A subject with a height of 165cm and mass of 69 kg is sitting with his lower limb positioned with hip in 90 degree of flexion and knee in full extension and foot in 90 degree of dorsiflexion
a) calculate the inter-segment force at the knee joint
b)Calculate the net external moment about the knee joint
c) Calculate the force in the patella tendon, given that it acts horizontally with a lever arm of 4 cm about the centre of the joint
d)The joint force at the knee joint
e) Comment on the difference in the inter-segment force and the joint force at the knee joint
did u manage to work this out?
a) To calculate the inter-segment force at the knee joint, we can use the principle of equilibrium. The force at the knee joint will be equal to the weight of the lower limb. Since the mass of the subject is 69 kg and the acceleration due to gravity is approximately 9.8 m/s^2, the weight can be calculated as follows:
Weight = mass * acceleration due to gravity
Weight = 69 kg * 9.8 m/s^2
Weight ≈ 676.2 N
Therefore, the inter-segment force at the knee joint is approximately 676.2 N.

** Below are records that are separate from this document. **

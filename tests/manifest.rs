use std::fs;
use std::path::{Path, PathBuf};
use std::process::Command;

use toolmanifest::prelude::*;

fn fixture_dir() -> PathBuf {
    Path::new(env!("CARGO_MANIFEST_DIR"))
        .join("tests")
        .join("fixtures")
        .join("tools")
}

/// Copies the fixture tools into `<root>/tools` so artifacts can be written next to them.
fn setup_root() -> tempfile::TempDir {
    let root = tempfile::tempdir().unwrap();
    let tools = root.path().join("tools");
    fs::create_dir(&tools).unwrap();

    for entry in fs::read_dir(fixture_dir()).unwrap() {
        let entry = entry.unwrap();
        fs::copy(entry.path(), tools.join(entry.file_name())).unwrap();
    }

    root
}

fn builder_for(root: &Path, policy: NamingPolicy) -> ManifestBuilder {
    ManifestBuilder::new(
        ManifestConfig {
            policy,
            ..ManifestConfig::default()
        }
        .resolve(root),
    )
}

fn names(manifest: &Manifest) -> Vec<&str> {
    manifest.entries().iter().map(|e| e.name.as_str()).collect()
}

#[test]
fn test_title_policy_fixture() {
    // Arrange
    let root = setup_root();
    let builder = builder_for(root.path(), NamingPolicy::TitleTagWithFallback);

    // Act
    let report = builder.build().unwrap();

    // Assert
    assert_eq!(
        names(&report.manifest),
        vec![
            "100% Done",
            "Demo Tool",
            "JSON Formatter",
            "My Cool Tool",
            "Zebra Crossing",
        ]
    );
    assert!(report.warnings.is_empty());
}

#[test]
fn test_filename_policy_fixture() {
    let root = setup_root();
    let builder = builder_for(root.path(), NamingPolicy::Filename);

    let report = builder.build().unwrap();

    assert_eq!(
        names(&report.manifest),
        vec![
            "100% Done",
            "Demo",
            "Json Formatter",
            "My Cool Tool",
            "Zebra Crossing",
        ]
    );
}

#[test]
fn test_generated_json_round_trip() {
    // Arrange
    let root = setup_root();
    let builder = builder_for(root.path(), NamingPolicy::TitleTagWithFallback);

    // Act
    let report = builder.generate().unwrap();

    // Assert
    let json = fs::read_to_string(root.path().join("tool-manifest.json")).unwrap();
    let parsed: Vec<ManifestEntry> = serde_json::from_str(&json).unwrap();
    let files: Vec<&str> = parsed.iter().map(|e| e.file.as_str()).collect();

    assert_eq!(parsed.len(), report.manifest.len());
    assert_eq!(
        files,
        vec![
            "tools/100%_done.html",
            "tools/demo.html",
            "tools/json%20formatter.html",
            "tools/my_cool-tool.html",
            "tools/Zebra-Crossing.HTML",
        ]
    );
    assert!(parsed.contains(&ManifestEntry {
        name: "Demo Tool".to_string(),
        file: "tools/demo.html".to_string(),
    }));
}

#[test]
fn test_script_matches_json() {
    let root = setup_root();
    builder_for(root.path(), NamingPolicy::TitleTagWithFallback)
        .generate()
        .unwrap();

    let json = fs::read_to_string(root.path().join("tool-manifest.json")).unwrap();
    let script = fs::read_to_string(root.path().join("tool-manifest.js")).unwrap();

    assert_eq!(script, format!("window.toolManifest = {};\n", json));
}

#[test]
fn test_generate_is_idempotent() {
    // Arrange
    let root = setup_root();
    let builder = builder_for(root.path(), NamingPolicy::TitleTagWithFallback);

    // Act
    builder.generate().unwrap();
    let first_json = fs::read(root.path().join("tool-manifest.json")).unwrap();
    let first_script = fs::read(root.path().join("tool-manifest.js")).unwrap();
    builder.generate().unwrap();

    // Assert
    assert_eq!(fs::read(root.path().join("tool-manifest.json")).unwrap(), first_json);
    assert_eq!(fs::read(root.path().join("tool-manifest.js")).unwrap(), first_script);
}

#[test]
fn test_manifest_follows_collation_order() {
    // Arrange
    let root = tempfile::tempdir().unwrap();
    let tools = root.path().join("tools");
    fs::create_dir(&tools).unwrap();
    for name in ["my.html", "my-tool.html", "éclair.html", "my_tool.html", "fig.html"] {
        fs::write(tools.join(name), "").unwrap();
    }

    // Act
    let report = builder_for(root.path(), NamingPolicy::Filename)
        .build()
        .unwrap();

    // Assert
    let files: Vec<&str> = report
        .manifest
        .entries()
        .iter()
        .map(|e| e.file.as_str())
        .collect();
    assert_eq!(
        files,
        vec![
            "tools/éclair.html",
            "tools/fig.html",
            "tools/my_tool.html",
            "tools/my-tool.html",
            "tools/my.html",
        ]
    );
}

#[test]
fn test_only_non_html_files_gives_empty_manifest() {
    let root = tempfile::tempdir().unwrap();
    let tools = root.path().join("tools");
    fs::create_dir(&tools).unwrap();
    fs::write(tools.join("readme.md"), "# Tools").unwrap();
    fs::write(tools.join("old.htm"), "<title>Old</title>").unwrap();

    let report = builder_for(root.path(), NamingPolicy::TitleTagWithFallback)
        .generate()
        .unwrap();

    assert!(report.manifest.is_empty());
    assert_eq!(
        fs::read_to_string(root.path().join("tool-manifest.json")).unwrap(),
        "[]"
    );
    assert_eq!(
        fs::read_to_string(root.path().join("tool-manifest.js")).unwrap(),
        "window.toolManifest = [];\n"
    );
}

#[test]
fn test_cli_missing_source_exits_non_zero() {
    // Arrange
    let root = tempfile::tempdir().unwrap();

    // Act
    let status = Command::new(env!("CARGO_BIN_EXE_toolmanifest"))
        .arg("--root")
        .arg(root.path())
        .env_remove("TOOLMANIFEST_CONFIG")
        .env_remove("TOOLMANIFEST_POLICY")
        .status()
        .unwrap();

    // Assert
    assert_eq!(status.code(), Some(1));
    assert!(!root.path().join("tool-manifest.json").exists());
    assert!(!root.path().join("tool-manifest.js").exists());
}

#[test]
fn test_cli_generate_then_check() {
    let root = setup_root();
    let run = |args: &[&str]| {
        Command::new(env!("CARGO_BIN_EXE_toolmanifest"))
            .arg("--root")
            .arg(root.path())
            .args(args)
            .env_remove("TOOLMANIFEST_CONFIG")
            .env_remove("TOOLMANIFEST_POLICY")
            .output()
            .unwrap()
    };

    let stale = run(&["check"]);
    assert_eq!(stale.status.code(), Some(65));

    let generate = run(&["generate"]);
    assert_eq!(generate.status.code(), Some(0));
    let stdout = String::from_utf8_lossy(&generate.stdout);
    assert!(stdout.contains("Wrote 5 entries"));

    let current = run(&["check"]);
    assert_eq!(current.status.code(), Some(0));
}

#[test]
fn test_cli_preview_prints_plain_json_when_piped() {
    let root = setup_root();

    let output = Command::new(env!("CARGO_BIN_EXE_toolmanifest"))
        .arg("--root")
        .arg(root.path())
        .args(["--policy", "filename", "preview"])
        .env_remove("TOOLMANIFEST_CONFIG")
        .env_remove("TOOLMANIFEST_POLICY")
        .output()
        .unwrap();

    assert_eq!(output.status.code(), Some(0));
    let parsed: Vec<ManifestEntry> = serde_json::from_slice(&output.stdout).unwrap();
    assert_eq!(parsed.len(), 5);
    assert_eq!(parsed[1].name, "Demo");
    assert!(!root.path().join("tool-manifest.json").exists());
}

b) The net external moment about the knee joint can be calculated using the equation:
Net External Moment = Inter-segment force * lever arm
Given that the foot is in 90 degrees of dorsiflexion, the lever arm from the knee joint to the foot is the distance from the knee joint to the ankle joint. Assuming this distance is 40 cm (0.4 m), the net external moment can be calculated as follows:
Net External Moment = 676.2 N * 0.4 m
Net External Moment ≈ 270.48 Nm
Therefore, the net external moment about the knee joint is approximately 270.48 Nm.
c) The force in the patella tendon can be calculated using the equation:
Force = Net External Moment / lever arm
Given that the lever arm is 4 cm (0.04 m) about the center of the joint, the force in the patella tendon can be calculated as follows:
Force = 270.48 Nm / 0.04 m
Force ≈ 6762 N
Therefore, the force in the patella tendon is approximately 6762 N.
d) The joint force at the knee joint can be calculated by summing all the forces acting on the joint. In this case, there are two forces: the inter-segment force (676.2 N) and the force in the patella tendon (6762 N).
Joint Force = Inter-segment force + Force in patella tendon
Joint Force = 676.2 N + 6762 N
Joint Force ≈ 7438.2 N
Therefore, the joint force at the knee joint is approximately 7438.2 N.
e) The difference between the inter-segment force and the joint force at the knee joint is that the inter-segment force only accounts for the weight of the lower limb, while the joint force takes into consideration both the weight of the lower limb and the force in the patella tendon. The joint force is higher than the inter-segment force because it also includes the additional force generated by the contraction of the quadriceps muscle acting on the patella tendon.
To answer the questions, we need to consider the biomechanics of the subject's lower limb and apply relevant equations. I'll explain how to approach each question step by step:
a) To calculate the inter-segment force at the knee joint, we need to consider the equilibrium of forces acting on the lower limb. The force can be calculated using the equation:
Force at the knee = (Mass x Acceleration) + Inter-segment force
Here, we know the subject's mass (69 kg), but we don't have information about the acceleration. Assuming the subject is at rest (not accelerating), the equation simplifies to:
Force at the knee = Inter-segment force
So, the inter-segment force at the knee joint of the subject can be approximated to be equal to the force at the knee joint.
b) To calculate the net external moment about the knee joint, we need to consider the moments caused by the forces acting on the limb. The equation for moment is:
Moment = Force x Moment arm
The force we are interested in is the inter-segment force at the knee joint (approximately the same as the force at the knee joint). The moment arm is the distance between the axis of rotation (knee joint) and the line of action of the force. Unfortunately, the specific distance is not provided in the question, so we can't calculate the exact net external moment.
c) The force in the patella tendon can be calculated using the equation:
Force = Moment / Lever arm
Here, the moment is obtained from the previous question (net external moment about the knee joint), and the lever arm (distance between the center of the joint and the line of action of the force) is specified as 4 cm in the question. Plug in the values to calculate the force in the patella tendon.
d) The joint force at the knee joint is the same as the inter-segment force at the knee joint (as discussed in question a). So, you can use the same value.
e) The inter-segment force and the joint force at the knee joint are expected to be quite similar, as mentioned in question a. However, without more specific information or calculations, it is challenging to comment further on the exact difference between these forces.
Please note that these calculations are based on certain assumptions and may not be entirely accurate without additional information. It's always better to consult a professional in the field for a more precise analysis of biomechanical forces.